The recent SARS-CoV-2 pandemic underscores the need for rapid and accurate prediction of clinical thrombotic events. Here, we developed nanoengineered multichannel immunosensors for rapid detection of circulating biomarkers associated with thrombosis, including C-reactive protein (CRP), calprotectin, soluble platelet selectin (sP-selectin), and D-dimer. We fabricated the immunosensors using fiber laser engraving of carbon nanotubes and CO ₂ laser cutting of microfluidic channels, along with the electrochemical deposition of gold nanoparticles to conjugate with biomarker-specific aptamers and antibody. Using unsupervised clustering based on four biomarker concentrations, we predicted thrombotic events in 49 of 53 patients.
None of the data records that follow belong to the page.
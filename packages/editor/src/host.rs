//! # Language host
//!
//! The host is the editor environment's language service: it owns the global
//! compiler configuration and a namespace of extra declaration libs keyed by
//! virtual path. It is shared by every editor on the page, so all methods take
//! `&self` and implementations use interior mutability.

use crate::errors::EditorError;
use crate::options::{CompilerOptions, DiagnosticsOptions};
use scopetype_inference::DeclarationDocument;
use std::cell::RefCell;
use std::collections::BTreeMap;

/// Token for one installed extra lib
#[derive(Debug, Clone, PartialEq, Eq, Hash)]
pub struct ExtraLibHandle {
    id: u64,
    path: String,
}

impl ExtraLibHandle {
    pub fn new(id: u64, path: impl Into<String>) -> Self {
        Self {
            id,
            path: path.into(),
        }
    }

    pub fn id(&self) -> u64 {
        self.id
    }

    pub fn path(&self) -> &str {
        &self.path
    }
}

/// Language service collaborator consumed by the registry and controller
pub trait LanguageHost {
    fn set_compiler_options(&self, options: &CompilerOptions);

    fn set_diagnostics_options(&self, options: &DiagnosticsOptions);

    /// Install `document` under `path`, replacing whatever lived there
    fn add_extra_lib(
        &self,
        document: &DeclarationDocument,
        path: &str,
    ) -> Result<ExtraLibHandle, EditorError>;

    /// Remove the lib `handle` installed. Must be a no-op for stale handles.
    fn dispose_extra_lib(&self, handle: &ExtraLibHandle);
}

#[derive(Debug)]
struct ExtraLib {
    id: u64,
    content: String,
    bindings: Vec<String>,
}

#[derive(Debug, Default)]
struct HostState {
    next_id: u64,
    libs: BTreeMap<String, ExtraLib>,
    compiler_options: Option<CompilerOptions>,
    diagnostics_options: Option<DiagnosticsOptions>,
    added: usize,
    disposed: usize,
    replaced: usize,
    rejecting: bool,
}

/// In-process language host: a keyed store of extra libs.
///
/// Used as the default host outside a browser and as the injectable fake in
/// tests.
#[derive(Debug, Default)]
pub struct InMemoryLanguageHost {
    state: RefCell<HostState>,
}

impl InMemoryLanguageHost {
    pub fn new() -> Self {
        Self::default()
    }

    /// Make subsequent `add_extra_lib` calls fail
    pub fn set_rejecting(&self, rejecting: bool) {
        self.state.borrow_mut().rejecting = rejecting;
    }

    pub fn lib_content(&self, path: &str) -> Option<String> {
        self.state
            .borrow()
            .libs
            .get(path)
            .map(|lib| lib.content.clone())
    }

    pub fn lib_paths(&self) -> Vec<String> {
        self.state.borrow().libs.keys().cloned().collect()
    }

    /// Global bindings currently visible to completions, across all libs
    pub fn visible_bindings(&self) -> Vec<String> {
        self.state
            .borrow()
            .libs
            .values()
            .flat_map(|lib| lib.bindings.iter().cloned())
            .collect()
    }

    pub fn live_count(&self) -> usize {
        self.state.borrow().libs.len()
    }

    pub fn added_count(&self) -> usize {
        self.state.borrow().added
    }

    /// Libs removed through `dispose_extra_lib`
    pub fn disposed_count(&self) -> usize {
        self.state.borrow().disposed
    }

    /// Libs overwritten by an `add_extra_lib` under an occupied path
    pub fn replaced_count(&self) -> usize {
        self.state.borrow().replaced
    }

    pub fn compiler_options(&self) -> Option<CompilerOptions> {
        self.state.borrow().compiler_options.clone()
    }

    pub fn diagnostics_options(&self) -> Option<DiagnosticsOptions> {
        self.state.borrow().diagnostics_options
    }
}

impl LanguageHost for InMemoryLanguageHost {
    fn set_compiler_options(&self, options: &CompilerOptions) {
        self.state.borrow_mut().compiler_options = Some(options.clone());
    }

    fn set_diagnostics_options(&self, options: &DiagnosticsOptions) {
        self.state.borrow_mut().diagnostics_options = Some(*options);
    }

    fn add_extra_lib(
        &self,
        document: &DeclarationDocument,
        path: &str,
    ) -> Result<ExtraLibHandle, EditorError> {
        let mut state = self.state.borrow_mut();
        if state.rejecting {
            return Err(EditorError::Host {
                path: path.to_string(),
                reason: "host is rejecting extra libs".to_string(),
            });
        }

        state.next_id += 1;
        let id = state.next_id;
        let previous = state.libs.insert(
            path.to_string(),
            ExtraLib {
                id,
                content: document.as_str().to_string(),
                bindings: document.bindings().to_vec(),
            },
        );
        if previous.is_some() {
            state.replaced += 1;
        }
        state.added += 1;

        Ok(ExtraLibHandle::new(id, path))
    }

    fn dispose_extra_lib(&self, handle: &ExtraLibHandle) {
        let mut state = self.state.borrow_mut();
        let owned = state
            .libs
            .get(handle.path())
            .map_or(false, |lib| lib.id == handle.id());

        if owned {
            state.libs.remove(handle.path());
            state.disposed += 1;
        }
    }
}
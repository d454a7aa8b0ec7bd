use anyhow::Result;
use clap::Args;
use colored::Colorize;
use scopetype_editor::theme::contrast_text;

#[derive(Debug, Args)]
pub struct ContrastArgs {
    /// Background colors (#rgb, #rgba, #rrggbb, #rrggbbaa, rgb(), rgba())
    #[arg(required = true)]
    pub colors: Vec<String>,
}

pub fn contrast(args: ContrastArgs) -> Result<()> {
    for color in &args.colors {
        let text = contrast_text(color)?;
        println!("{} {} {}", color.bold(), "→".dimmed(), text);
    }
    Ok(())
}
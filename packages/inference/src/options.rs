use serde::{Deserialize, Serialize};

pub const DEFAULT_ROOT_NAME: &str = "RootObject";

/// Configuration options for scope inference and declaration output
#[derive(Debug, Clone, PartialEq, Eq, Serialize, Deserialize)]
#[serde(rename_all = "camelCase")]
pub struct InferenceOptions {
    /// Name of the root definition; every `declare const` indexes into it
    #[serde(default = "default_root_name")]
    pub root_name: String,

    /// Indentation used for fields inside emitted interfaces
    #[serde(default = "default_indent")]
    pub indent: String,
}

fn default_root_name() -> String {
    DEFAULT_ROOT_NAME.to_string()
}

fn default_indent() -> String {
    "  ".to_string()
}

impl Default for InferenceOptions {
    fn default() -> Self {
        Self {
            root_name: default_root_name(),
            indent: default_indent(),
        }
    }
}

impl InferenceOptions {
    /// Create options with a custom root definition name
    pub fn with_root_name(root_name: impl Into<String>) -> Self {
        Self {
            root_name: root_name.into(),
            ..Default::default()
        }
    }
}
The four-biomarker combination yielded an area under the receiver operating characteristic curve (AUC) of 0.95, demonstrating high sensitivity and specificity for acute thrombosis prediction compared to the AUC values for individual biomarkers: CRP (0.773), calprotectin (0.711), sP-selectin (0.683), and D-dimer (0.739). Thus, a nanoengineered multichannel platform with unsupervised clustering provides accurate and efficient methods for predicting thrombosis, guiding personalized medicine.